### Exercise brief
Each line below with the word "DriverBroadcaster" needs to be copied.

──────

//! Driver Fan-out Notifier
//!
//! One DriverNotification per available driver, each insert independent of
//! the others, followed by a best-effort realtime broadcast.

use std::sync::Arc;
use std::time::Duration;

use shared::models::{
    DriverDetail, DriverFailure, DriverNotificationCreate, DriverReport, KIND_NEW_DELIVERY, Order,
    WebhookStatus,
};

use super::error::{BroadcastError, LookupError};
use super::traits::{DriverBroadcaster, DriverDirectory, DriverNotificationStore, WorkAvailable};

/// Result of one fan-out run
#[derive(Debug, Clone, PartialEq)]
pub struct FanoutOutcome {
    /// Drivers returned by the directory
    pub eligible: usize,
    /// Rows actually created
    pub created: usize,
    pub failures: Vec<DriverFailure>,
    pub webhook: WebhookStatus,
}

impl From<FanoutOutcome> for DriverReport {
    fn from(outcome: FanoutOutcome) -> Self {
        DriverReport {
            attempted: true,
            count: outcome.created,
            detail: DriverDetail::Notified {
                eligible: outcome.eligible,
                failures: outcome.failures,
                webhook: outcome.webhook,
            },
        }
    }
}

/// Text shown to drivers for a newly available order
pub fn work_available_message(order: &Order) -> String {
    match order.delivery_address.as_deref().map(str::trim) {
        Some(address) if !address.is_empty() => format!(
            "New delivery available: order {} to {}",
            order.order_number, address
        ),
        _ => format!("New delivery available: order {}", order.order_number),
    }
}

#[derive(Clone)]
pub struct DriverFanout {
    directory: Arc<dyn DriverDirectory>,
    store: Arc<dyn DriverNotificationStore>,
    broadcaster: Arc<dyn DriverBroadcaster>,
    directory_timeout: Duration,
    webhook_timeout: Duration,
}

impl DriverFanout {
    pub fn new(
        directory: Arc<dyn DriverDirectory>,
        store: Arc<dyn DriverNotificationStore>,
        broadcaster: Arc<dyn DriverBroadcaster>,
        directory_timeout: Duration,
        webhook_timeout: Duration,
    ) -> Self {
        Self {
            directory,
            store,
            broadcaster,
            directory_timeout,
            webhook_timeout,
        }
    }

    /// Notify every available driver about `order`.
    ///
    /// Fails only when the driver directory cannot be read. Per-driver insert
    /// failures are collected into the outcome and logged.
    pub async fn notify_available_work(&self, order: &Order) -> Result<FanoutOutcome, LookupError> {
        let drivers = match tokio::time::timeout(
            self.directory_timeout,
            self.directory.list_available_drivers(),
        )
        .await
        {
            Ok(Ok(drivers)) => drivers,
            Ok(Err(source)) => {
                return Err(LookupError::Store {
                    what: "Driver directory",
                    source,
                });
            }
            Err(_) => {
                return Err(LookupError::Timeout {
                    what: "Driver directory",
                    after: self.directory_timeout,
                });
            }
        };

        let message = work_available_message(order);
        let mut created = 0;
        let mut failures = Vec::new();

        for driver in &drivers {
            let data = DriverNotificationCreate {
                driver_id: driver.id.clone(),
                order_id: Some(order.id.clone()),
                kind: KIND_NEW_DELIVERY.to_string(),
                message: message.clone(),
            };
            match self.store.create(data).await {
                Ok(_) => created += 1,
                Err(e) => {
                    tracing::warn!(
                        order_id = %order.id,
                        driver_id = %driver.id,
                        error = %e,
                        "Driver notification insert failed"
                    );
                    failures.push(DriverFailure {
                        driver_id: driver.id.clone(),
                        error: e.to_string(),
                    });
                }
            }
        }

        if !failures.is_empty() {
            let failed_ids: Vec<&str> = failures.iter().map(|f| f.driver_id.as_str()).collect();
            if created == 0 {
                tracing::error!(
                    order_id = %order.id,
                    eligible = drivers.len(),
                    failed = ?failed_ids,
                    "Driver fan-out failed for every driver"
                );
            } else {
                tracing::warn!(
                    order_id = %order.id,
                    eligible = drivers.len(),
                    created,
                    failed = ?failed_ids,
                    "Driver fan-out partially failed"
                );
            }
        }

        let webhook = self.broadcast(order, created).await;

        tracing::info!(
            order_id = %order.id,
            eligible = drivers.len(),
            created,
            "Driver fan-out complete"
        );

        Ok(FanoutOutcome {
            eligible: drivers.len(),
            created,
            failures,
            webhook,
        })
    }

    async fn broadcast(&self, order: &Order, driver_count: usize) -> WebhookStatus {
        if !self.broadcaster.is_enabled() {
            return WebhookStatus::Disabled;
        }

        let event = WorkAvailable {
            event: "delivery.available",
            order_id: order.id.clone(),
            order_number: order.order_number.clone(),
            driver_count,
        };
        let result =
            match tokio::time::timeout(self.webhook_timeout, self.broadcaster.broadcast(&event))
                .await
            {
                Ok(result) => result,
                Err(_) => Err(BroadcastError::Timeout(self.webhook_timeout)),
            };

        match result {
            Ok(()) => WebhookStatus::Delivered,
            Err(e) => {
                tracing::warn!(order_id = %order.id, error = %e, "Drivers webhook broadcast failed");
                WebhookStatus::Failed {
                    error: e.to_string(),
                }
            }
        }
    }
}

──────

### Response for this exercise
use super::traits::{DriverBroadcaster, DriverDirectory, DriverNotificationStore, WorkAvailable};
    broadcaster: Arc<dyn DriverBroadcaster>,
        broadcaster: Arc<dyn DriverBroadcaster>,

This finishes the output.